I saw on Twitter that in mid July Kino Lorber is bringing out a 4K remastered Bluray of Billy Wilder‘s Irma la Douce (’63). The disc will contain audio commentary by author and film historian Joseph McBride, with whom I maintain a correspondence.

So I wrote McBride the following: “What is there to say about the overlong, inauthentic Irma la Deuce? I like Andre Previn‘s musical score, but it moves so slowly and takes so long (147 minutes). Jack Lemmon‘s performance as Shirley MacLaine‘s policeman lover isn’t so much nervy or heart-touching as glumly dutiful. Lou Jacobi, as a local Pigalle bartender, is the only really good thing in it.”

McBride’s reply: “I’ve been working on a critical study of Wilder, following my critical study of his mentor Ernst Lubitsch, called “How Did Lubitsch Do It?” (Columbia University Press, 6.26). And so I was honored to be asked by Olive Films to talk about Wilder and Irma.

Irma represented an important stage in my own sexual liberation. I had to see it three times while I was a horny but guilt-ridden Catholic high school student and kept walking out before I could make it all the way to the end. So I thank Billy Wilder for helping free me from my religious scruples about sexuality.

“Ironically in that light, Irma is one of Wilder’s most romantic films, while also dealing with the seamy side of life, a paradoxical combination he often explored in his films both in Europe and the U.S. Irma shows him taking advantage of the new frankness allowed Hollywood filmmakers in 1963 and, as he often did, helping lead the charge. It deals openly with prostitution and mocks sexual hypocrisy, themes that pervade his body of work.”

I’d forgotten that Irma was Wilder’s most popular film. It cost $5 million to make, and brought in $25,246,588 — quite the sum in 1963 dollars.

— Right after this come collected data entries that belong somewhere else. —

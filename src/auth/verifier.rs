use std::sync::LazyLock;

use regex::Regex;
use sqlx::PgPool;

use crate::auth::password;
use crate::db;
use crate::error::AppError;
use crate::models::{UserIdentity, UserStatus};

static MAIL_RE: LazyLock<Regex> =
    LazyLock::new(|| Regex::new(r"^[^@\s]+@[^@\s]+\.[^@\s]+$").unwrap());

pub fn is_valid_mail(mail: &str) -> bool {
    MAIL_RE.is_match(mail)
}

/// Check submitted credentials against the stored user and the status
/// gate. Read-only; a missing user and a wrong password produce the same
/// error so the surface cannot enumerate accounts.
pub async fn verify_credentials(
    pool: &PgPool,
    mail: &str,
    submitted: &str,
) -> Result<UserIdentity, AppError> {
    if !is_valid_mail(mail) {
        return Err(AppError::Validation(
            "A valid mail address is required".to_string(),
        ));
    }
    if submitted.is_empty() {
        return Err(AppError::Validation("Password is required".to_string()));
    }

    let user = db::users::find_by_mail(pool, mail)
        .await?
        .ok_or(AppError::InvalidCredentials)?;

    // Argon2 is CPU-bound, keep it off the request workers
    let submitted = submitted.to_string();
    let stored_hash = user.password_hash.clone();
    let valid = tokio::task::spawn_blocking(move || password::verify(&submitted, &stored_hash))
        .await
        .map_err(|e| AppError::Internal(format!("Password verify task failed: {e}")))?
        .map_err(AppError::Internal)?;

    if !valid {
        return Err(AppError::InvalidCredentials);
    }

    match user.status {
        UserStatus::Pending => Err(AppError::AccountPending),
        UserStatus::Inactive => Err(AppError::AccountDisabled),
        UserStatus::Active => Ok(user.identity()),
    }
}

McBride: “After that, he made Kiss Me, Stupid, which American audiences recoiled from because it brought prostitution home to their unglamorous backyards. Stupid is one of his most audacious films and the beginning of his outlaw period in which his romanticism increasingly came out of the closet while he also rebelled against the anything-goes approach of Hollywood in the ’60s and ’70s. He saw that as antithetical to the Lubitschean method of sly innuendo, in which he was trained as an artist to comment wryly on sexual mores.

“Wilder’s writing collaborator I. A. L Diamond observed of his partner’s complex seriocomic viewpoint: ‘It’s an old Viennese tradition that comes down from Schnitzler. It’s a Middle European attitude, a combination of cynicism and romanticism. The cynicism is sort of disappointed romanticism at heart — someone [critic Andrew Sarris] once described it as whipped cream gone slightly curdled.”

“I believe that Wilder expressed the full range of his personality in his late period, sometimes in a mellow mood but often pugnaciously, and in ways we are still [only] beginning to understand.”